El 24 de enero un tribunal de segunda instancia ratificó la condena por corrupción pasiva y lavado de dinero al expresidente brasileño Luiz Inácio Lula da Silva. Restando todavía la posibilidad de recurrir ante el Tribunal Supremo, la sentencia establece que Lula favoreció a la constructora OAS en la consecución de contratos públicos, recibiendo a cambio un apartamento valorado en aproximadamente un millón de euros. En el corto plazo, y además de una posible condena de prisión, la consecuencia más evidente de esta sentencia son las dificultades que el líder de centro izquierda y candidato con más apoyo popular según las encuestas tendría para concurrir a las elecciones de octubre de este año en Brasil. A largo plazo las posibles consecuencias son todavía más trascendentales, estando por ver si la llamada operación Lava Jato, en cuyo marco se inscribe el juicio al expresidente, y en general la propia acción de la justicia son capaces de acabar con la corrupción endémica del sistema político brasileño y mejorar el funcionamiento de un régimen democrático que atraviesa su peor crisis desde su instauración en la década de los ochenta.
Abordando esta última cuestión, muchas fueron las expectativas que amplios sectores de la sociedad brasileña, principalmente las clases media y alta, habían puesto en la operación Lava Jato desde que en 2014 el juez Sergio Moro comenzase con las investigaciones de lo que se ha convertido en la mayor causa contra la corrupción política en la historia de Brasil. De esta forma, se esperaba que, dada la incapacidad tanto del ejecutivo como del legislativo para emprender las reformas necesarias que afrontasen el problema de una corrupción percibida como endémica, fuese el poder judicial quien ejecutase las demandas por una moralización de la vida pública. De hecho, Moro, como puede ser rastreado en varios de sus escritos, siempre estuvo inspirado por la operación Manos Limpias que en la Italia de la década de los noventa destapó un arraigado sistema de corrupción en el que estaban involucrados los principales partidos políticos y algunas de las mayores empresas del país. De forma aparentemente análoga, las vergüenzas del sistema político brasileño y de su corrupción estructural quedaron destapadas, demostrando que existía una larga relación delictiva entre cargos políticos de la mayoría de los partidos y empresas que repartían sobornos para beneficiarse de contratos preferenciales, sobre todo con la petrolera estatal Petrobrás.

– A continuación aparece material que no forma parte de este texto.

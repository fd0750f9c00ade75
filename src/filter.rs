//! Note-type admission filter.
//!
//! The sole admission-control point of the pipeline: any event failing this
//! check is dropped before data extraction or network work, so irrelevant
//! patient data never leaves the host.

use crate::model::Appointment;

/// Note-type code all forwarded appointments must carry.
pub const NOTE_TYPE_CODE: &str = "TEST-ORH";
/// Note-type display value all forwarded appointments must carry.
pub const NOTE_TYPE_DISPLAY: &str = "TEST-OneRoomHealth";
/// Note-type system identifier all forwarded appointments must carry.
pub const NOTE_TYPE_SYSTEM: &str = "TEST-ORH";

/// Pure predicate over an appointment's note-type triple.
#[derive(Debug, Clone)]
pub struct NoteTypeFilter {
    pub code: String,
    pub display: String,
    pub system: String,
}

impl Default for NoteTypeFilter {
    fn default() -> Self {
        Self::new(NOTE_TYPE_CODE, NOTE_TYPE_DISPLAY, NOTE_TYPE_SYSTEM)
    }
}

impl NoteTypeFilter {
    /// Creates a filter for a specific note-type triple.
    pub fn new(
        code: impl Into<String>,
        display: impl Into<String>,
        system: impl Into<String>,
    ) -> Self {
        Self {
            code: code.into(),
            display: display.into(),
            system: system.into(),
        }
    }

    /// True iff code, display and system all equal the configured values,
    /// exactly and case-sensitively. Any absent component never matches.
    pub fn matches(&self, appointment: &Appointment) -> bool {
        let note_type = &appointment.note_type;
        note_type.code.as_deref() == Some(self.code.as_str())
            && note_type.display.as_deref() == Some(self.display.as_str())
            && note_type.system.as_deref() == Some(self.system.as_str())
    }
}

#[cfg(test)]
mod tests {
    use super::*;
    use crate::model::NoteType;

    fn appointment_with(note_type: NoteType) -> Appointment {
        Appointment {
            note_type,
            ..Default::default()
        }
    }

    #[test]
    fn test_exact_triple_matches() {
        let filter = NoteTypeFilter::default();
        let appointment = appointment_with(NoteType::new(
            "TEST-ORH",
            "TEST-OneRoomHealth",
            "TEST-ORH",
        ));
        assert!(filter.matches(&appointment));
    }

    #[test]
    fn test_other_display_does_not_match() {
        let filter = NoteTypeFilter::default();
        let appointment =
            appointment_with(NoteType::new("TEST-ORH", "Office Visit", "TEST-ORH"));
        assert!(!filter.matches(&appointment));
    }

    #[test]
    fn test_case_sensitive() {
        let filter = NoteTypeFilter::default();
        let appointment = appointment_with(NoteType::new(
            "test-orh",
            "TEST-OneRoomHealth",
            "TEST-ORH",
        ));
        assert!(!filter.matches(&appointment));
    }

    #[test]
    fn test_absent_components_do_not_match() {
        let filter = NoteTypeFilter::default();
        assert!(!filter.matches(&appointment_with(NoteType::default())));

        let partial = NoteType {
            code: Some("TEST-ORH".into()),
            display: Some("TEST-OneRoomHealth".into()),
            system: None,
        };
        assert!(!filter.matches(&appointment_with(partial)));
    }
}
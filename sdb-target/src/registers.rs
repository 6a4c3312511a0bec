//! レジスタファイル（RISC-V 64）

use crate::{Result, Word, PMEM_BASE};

/// 汎用レジスタ名（ABI名、インデックス順）
pub const REGISTER_NAMES: [&str; 32] = [
    "$0", "ra", "sp", "gp", "tp", "t0", "t1", "t2",
    "s0", "s1", "a0", "a1", "a2", "a3", "a4", "a5",
    "a6", "a7", "s2", "s3", "s4", "s5", "s6", "s7",
    "s8", "s9", "s10", "s11", "t3", "t4", "t5", "t6",
];

/// レジスタ情報
#[derive(Debug, Clone, PartialEq, Eq)]
pub struct Registers {
    gpr: [Word; 32],
    pc: Word,
}

/// レジスタの指定先
#[derive(Debug, Clone, Copy, PartialEq, Eq)]
enum RegisterRef {
    Gpr(usize),
    Pc,
}

impl Registers {
    /// リセット状態のレジスタファイルを作成する
    pub fn new() -> Self {
        Self {
            gpr: [0; 32],
            pc: PMEM_BASE,
        }
    }

    /// 名前をレジスタに解決する
    ///
    /// `$a0` と `a0`、`x10` はいずれも同じレジスタを指します。
    /// `$0` は `$` を外すと `0` になるため、`0` も受け付けます。
    fn lookup(name: &str) -> Option<RegisterRef> {
        if name == "$0" || name == "0" {
            return Some(RegisterRef::Gpr(0));
        }
        let name = name.strip_prefix('$').unwrap_or(name);
        if name == "pc" {
            return Some(RegisterRef::Pc);
        }
        if let Some(index) = REGISTER_NAMES.iter().position(|&n| n == name) {
            return Some(RegisterRef::Gpr(index));
        }
        // x0..x31 のアーキテクチャ名
        let index: usize = name.strip_prefix('x')?.parse().ok()?;
        (index < 32).then_some(RegisterRef::Gpr(index))
    }

    /// 名前でレジスタを読み取る
    pub fn get(&self, name: &str) -> Option<Word> {
        match Self::lookup(name)? {
            RegisterRef::Gpr(i) => Some(self.gpr[i]),
            RegisterRef::Pc => Some(self.pc),
        }
    }

    /// 名前でレジスタに書き込む
    ///
    /// `$0` への書き込みは無視され、値は常に0のままです。
    pub fn set(&mut self, name: &str, value: Word) -> Result<()> {
        match Self::lookup(name) {
            Some(RegisterRef::Gpr(0)) => {}
            Some(RegisterRef::Gpr(i)) => self.gpr[i] = value,
            Some(RegisterRef::Pc) => self.pc = value,
            None => return Err(anyhow::anyhow!("Unknown register '{}'", name)),
        }
        Ok(())
    }

    /// インデックスで汎用レジスタを読み取る
    pub fn gpr(&self, index: usize) -> Option<Word> {
        self.gpr.get(index).copied()
    }

    /// プログラムカウンタを取得する
    pub fn pc(&self) -> Word {
        self.pc
    }

    /// プログラムカウンタを設定する
    pub fn set_pc(&mut self, pc: Word) {
        self.pc = pc;
    }

    /// 汎用レジスタを `(名前, 値)` の組でインデックス順に列挙する
    pub fn iter(&self) -> impl Iterator<Item = (&'static str, Word)> + '_ {
        REGISTER_NAMES.iter().copied().zip(self.gpr.iter().copied())
    }
}

impl Default for Registers {
    fn default() -> Self {
        Self::new()
    }
}

#[cfg(test)]
mod tests {
    use super::*;

    #[test]
    fn test_register_aliases() {
        let mut regs = Registers::new();
        regs.set("a0", 42).unwrap();

        assert_eq!(regs.get("$a0"), Some(42));
        assert_eq!(regs.get("a0"), Some(42));
        assert_eq!(regs.get("x10"), Some(42));
        assert_eq!(regs.gpr(10), Some(42));
    }

    #[test]
    fn test_zero_register_is_hardwired() {
        let mut regs = Registers::new();
        regs.set("$0", 7).unwrap();
        regs.set("x0", 7).unwrap();
        assert_eq!(regs.get("$0"), Some(0));
    }

    #[test]
    fn test_pc() {
        let mut regs = Registers::new();
        assert_eq!(regs.get("$pc"), Some(PMEM_BASE));
        regs.set("$pc", 0x8000_0004).unwrap();
        assert_eq!(regs.pc(), 0x8000_0004);
    }

    #[test]
    fn test_unknown_register() {
        let mut regs = Registers::new();
        assert_eq!(regs.get("$foo"), None);
        assert_eq!(regs.get("x32"), None);
        assert!(regs.set("$foo", 1).is_err());
    }

    #[test]
    fn test_iter_order() {
        let regs = Registers::new();
        let names: Vec<_> = regs.iter().map(|(n, _)| n).collect();
        assert_eq!(names.len(), 32);
        assert_eq!(names[0], "$0");
        assert_eq!(names[31], "t6");
    }
}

El problema es que, tal y como se han ido desarrollando las investigaciones de la Lava Jato, y aun habiendo suficientes evidencias de que se estaba tratando con una cuestión que afecta de forma generalizada a la clase política brasileña y a los distintos gobiernos por lo menos desde la década de los noventa, la operación ha acabado instrumentalizada con fines partidarios. De esta forma, la agenda político-mediática que ha ido acompañando a la operación, cuando no dirigiéndola, ha conseguido que esta se convierta en un arma para alejar al Partido de los Trabajadores del gobierno, primero mediante la vía del impeachment a Dilma Rousseff y después con la imputación y posterior condena de Lula. Es decir, la judicialización de la política pronto devino en una politización de la justicia, o, mucho peor, en un espectáculo donde los grandes medios, principalmente la cadena Globo, dictaron el ritmo y el tenor de las investigaciones. En medio de unas inusitadas expectativas, Moro pronto se sintió cómodo como juez estrella y en su nuevo papel de salvador nacional, lo que también acabó arrastrando a la búsqueda del protagonismo mediático a Deltran Dallagnol, procurador de la Fiscalía encargado de coordinar las operaciones. De esta forma más o menos consciente, tanto el fiscal como el juez acabaron siendo las herramientas de determinados poderes fácticos que desvirtuaron el sentido inicial de la operación.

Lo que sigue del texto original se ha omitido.